Who cares if he can be persuasive. Give him the power to fire people and he won't need to be persuasive. The power of God in his hand will be persuasive enough that everyone will have to do what he says. Workers get paid to do what they are told; they shouldn't need to be persuaded.

United StatesMH

09/28/2009 05:48:53 PM EST

Wanted to send you a note that this article in SD on The Top 10 Enterprise Architecture Blunders is EXCELLENT! I couldn't agree more with the list. Madame Albright even said that no matter how complex or simple the comes down to relationships.
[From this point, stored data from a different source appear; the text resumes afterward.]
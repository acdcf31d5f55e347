#![deny(missing_docs)]
#![doc = env!("CARGO_PKG_DESCRIPTION")]

/// image representation for computer vision purposes.
pub mod image;

/// Error types for the image module.
pub mod error;

pub use crate::error::ImageError;
pub use crate::image::{Image, ImageSize};
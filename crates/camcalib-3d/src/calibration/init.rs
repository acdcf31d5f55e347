use super::CalibrationError;
use crate::linalg;
use camcalib_image::ImageSize;
use camcalib_imgproc::calibration::CameraIntrinsic;
use faer::prelude::SpSolverLstsq;

fn normalized(v: [f64; 3]) -> [f64; 3] {
    let n = linalg::dot_product3(&v, &v).sqrt();
    v.map(|x| x / n)
}

/// Closed-form estimate of the focal lengths from plane to image homographies.
///
/// The principal point is fixed at the image centre. Each homography gives two
/// orthogonality constraints on the image of the absolute conic (between its two
/// columns and between their sum and difference), solved in the least squares sense.
/// When the views do not constrain the focal lengths (e.g. a single fronto-parallel
/// view) the focal length falls back to the largest image side.
pub(crate) fn init_intrinsics(
    homographies: &[[[f64; 3]; 3]],
    image_size: ImageSize,
) -> Result<CameraIntrinsic, CalibrationError> {
    if homographies.is_empty() {
        return Err(CalibrationError::NoObservations);
    }

    let cx = (image_size.width as f64 - 1.0) / 2.0;
    let cy = (image_size.height as f64 - 1.0) / 2.0;

    let n = homographies.len();
    let mut mat_a = faer::Mat::<f64>::zeros(2 * n, 2);
    let mut mat_b = faer::Mat::<f64>::zeros(2 * n, 1);

    for (i, h) in homographies.iter().enumerate() {
        // move the principal point to the origin
        let mut h = *h;
        for j in 0..3 {
            h[0][j] -= h[2][j] * cx;
            h[1][j] -= h[2][j] * cy;
        }

        let u = [h[0][0], h[1][0], h[2][0]];
        let v = [h[0][1], h[1][1], h[2][1]];
        let d1 = [0, 1, 2].map(|k| (u[k] + v[k]) / 2.0);
        let d2 = [0, 1, 2].map(|k| (u[k] - v[k]) / 2.0);
        let (u, v, d1, d2) = (normalized(u), normalized(v), normalized(d1), normalized(d2));

        mat_a.write(2 * i, 0, u[0] * v[0]);
        mat_a.write(2 * i, 1, u[1] * v[1]);
        mat_b.write(2 * i, 0, -u[2] * v[2]);

        mat_a.write(2 * i + 1, 0, d1[0] * d2[0]);
        mat_a.write(2 * i + 1, 1, d1[1] * d2[1]);
        mat_b.write(2 * i + 1, 0, -d1[2] * d2[2]);
    }

    let f = mat_a.qr().solve_lstsq(mat_b);
    let fx = (1.0 / f.read(0, 0)).abs().sqrt();
    let fy = (1.0 / f.read(1, 0)).abs().sqrt();

    let valid = |v: f64| v.is_finite() && v > 0.0;
    let (fx, fy) = if valid(fx) && valid(fy) {
        (fx, fy)
    } else {
        let f = image_size.width.max(image_size.height) as f64;
        log::warn!("focal length is not observable from the views, starting from {f}");
        (f, f)
    };

    Ok(CameraIntrinsic { fx, fy, cx, cy })
}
Hope you don't mind that I tweeted the article link to my followers.

United StatesPat Ferdinandi, Chief Thought Translator

09/29/2009 12:08:02 PM EST

"one of them knows architecture pretty well and is weak on the soft skills" This should be rephrase to "one of them knows architecture pretty well with strong the soft skills and only know how to use word and ppt." Many enterprise architect know nothing about programming, even basic logic. The fact is a good architect should have some basic common sense. For example, a = b; c = a; If b is changed, c will be changed. I know it is VERY COMPLEX and IMPOSSIBLE TO UNDERSTAND. I am not scaring the architects. Please learn some logic like this or print and stick it on the wall.


09/30/2009 06:47:05 AM EST

'You can teach someone architecture relatively quickly, but you can’t teach this other stuff'. I think exactly the opposite: Basic Soft skills can be easily learned with training (although natural talent helps, of course). It seems that R. Scott Bittler, 'vice president of Gartner's IT research division' and 'expert of enterprise architecture at Gartner' knowledge about software architecture comes from his experience as lawyer, marketing or maybe football player. Any real software engineer knows that learning architecture is a matter of years, because what makes a good technical architect is a mix of knowledge and experience. Soft skills are also required, indeed, but if you use a magnetic-personality TV presenter as software architect after a short technical training, it's quite likely that your project will find a few problems in its way.


09/30/2009 09:53:15 AM EST

Team members aren't the only group that persuasion can be helpful with. The "soft" skills are probably more useful when dealing with those outside the group. Note that the "persuasion" in #2 and 3 is directed at the stakeholders and business units that will be using the project when complete. I have known Designers/Architects/Analysts with 4 or 5 active projects each. All of these were stalled waiting for the input of end users, outside the team a Lead can intimidate with firing. A Lead that can persuade those people is more useful to complete the project than a petty tyrant.